La politique, y compris étrangère, n’a par ailleurs jamais été un objet considéré comme en dehors des mobilisations universitaires. « L’antimilitarisme (ou au contraire, le soutien à l’armée) et l’anticolonialisme ont été l’un des vecteurs de politisation des mouvements étudiants, partout dans le monde, de la veille du premier conflit jusqu’à la Seconde Guerre mondiale,écrivent les deux auteurs. Pendant la guerre froide, le pacifisme et l’opposition à l’arme nucléaire d’abord, les luttes de libération nationale ensuite, ont suscité une intense mobilisation transnationale. La contestation d’un conflit n’est donc pas une innovation récente, pas plus que le soutien à certains groupes vus comme libérateurs, ni la dénonciation des politiques coloniales et discriminatoires. »
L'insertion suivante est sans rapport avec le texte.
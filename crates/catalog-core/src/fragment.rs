//! URL fragment grammar.
//!
//! ```text
//! ""             -> List
//! "dest/<id>"    -> Detail(<id>)
//! anything else  -> List
//! ```
//!
//! A leading `#` is accepted and ignored. The id is taken verbatim after
//! trimming surrounding whitespace; an empty id falls back to the list.

use catalog_model::{ItemId, ViewTarget};

/// Prefix of a detail fragment.
pub const DETAIL_PREFIX: &str = "dest/";

/// Strip the optional `#` marker.
pub fn strip_marker(fragment: &str) -> &str {
    fragment.strip_prefix('#').unwrap_or(fragment)
}

/// Parse a fragment into a view target.
///
/// Never fails: unrecognised input means the list.
pub fn parse_fragment(fragment: &str) -> ViewTarget {
    strip_marker(fragment)
        .strip_prefix(DETAIL_PREFIX)
        .and_then(|id| ItemId::new(id).ok())
        .map_or(ViewTarget::List, ViewTarget::Detail)
}

/// Canonical fragment (without `#`) for a view target.
pub fn fragment_for(target: &ViewTarget) -> String {
    match target {
        ViewTarget::List => String::new(),
        ViewTarget::Detail(id) => format!("{DETAIL_PREFIX}{id}"),
    }
}
//! Events accepted by the view controller.

use catalog_model::{CategoryFilter, FilterState, Item};

use crate::error::LoadError;
use crate::plan::Layout;

/// Every input the controller reacts to.
///
/// User intents, router notifications and data source outcomes all arrive
/// here and are processed one at a time.
#[derive(Debug, Clone, PartialEq)]
pub enum Event {
    // === Filtering ===
    /// Replace the whole filter.
    FilterChanged(FilterState),
    /// Select a category; the subcategory resets.
    CategorySelected(CategoryFilter),
    /// Select or clear the subcategory within the current category.
    SubcategorySelected(Option<String>),
    /// Replace the free-text query.
    QueryChanged(String),

    // === Navigation ===
    /// Open an item by id. Ids arrive raw from links and may be unknown.
    OpenDetail(String),
    CloseDetail,
    /// The host reported a fragment the router did not produce.
    RouteChanged(String),
    LayoutChanged(Layout),
    /// Show the catalog in another language. Target and filter are kept.
    LanguageChanged(String),

    // === Data ===
    DataLoaded(Vec<Item>),
    DataFailed(LoadError),
    ReloadRequested,
}

impl Event {
    /// Short name for logging.
    pub fn name(&self) -> &'static str {
        match self {
            Self::FilterChanged(_) => "filter_changed",
            Self::CategorySelected(_) => "category_selected",
            Self::SubcategorySelected(_) => "subcategory_selected",
            Self::QueryChanged(_) => "query_changed",
            Self::OpenDetail(_) => "open_detail",
            Self::CloseDetail => "close_detail",
            Self::RouteChanged(_) => "route_changed",
            Self::LayoutChanged(_) => "layout_changed",
            Self::LanguageChanged(_) => "language_changed",
            Self::DataLoaded(_) => "data_loaded",
            Self::DataFailed(_) => "data_failed",
            Self::ReloadRequested => "reload_requested",
        }
    }
}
Au-delà du sujet de fond, l’argument de la plupart des président·es d’université pour autoriser les forces de police dans ou devant les universités est de « lever les blocages » qui entraveraient la vie universitaire. C’est notamment ce qu’invoque l’administrateur Jean Barrères, provisoirement à la tête de Sciences Po Paris, en vue des examens. « Le blocage est une sorte de décalque dans les facs de la grève, où l’on interdit à ses collègues d’entrer dans l’entreprise... Or l’université n’est pas une entreprise, c’est aussi un lieu d’étude,confirme Philippe Blanchet, aux prises avec ces questions dans l’une des universités les plus contestataires de France, Rennes 2. C’est donc bien une histoire de négociation, pour trouver des équilibres, des interlocuteurs, y compris avec des collectifs spontanés, car il y a aussi une obligation légale de fonctionnement. »
Dans cet esprit, le recours à la police est l’ultime joker, pas le préalable. Une autre doctrine que celle défendue par Matignon, qui se vante, « contrairement à ce que nous avons pu observer à l’étranger, notamment outre-Atlantique », du fait qu’aucun « camp de base ou abcès de fixation » ne se soit durablement établi dans les universités françaises, toutes ayant étéévacuées « au bout de quelques heures au maximum ».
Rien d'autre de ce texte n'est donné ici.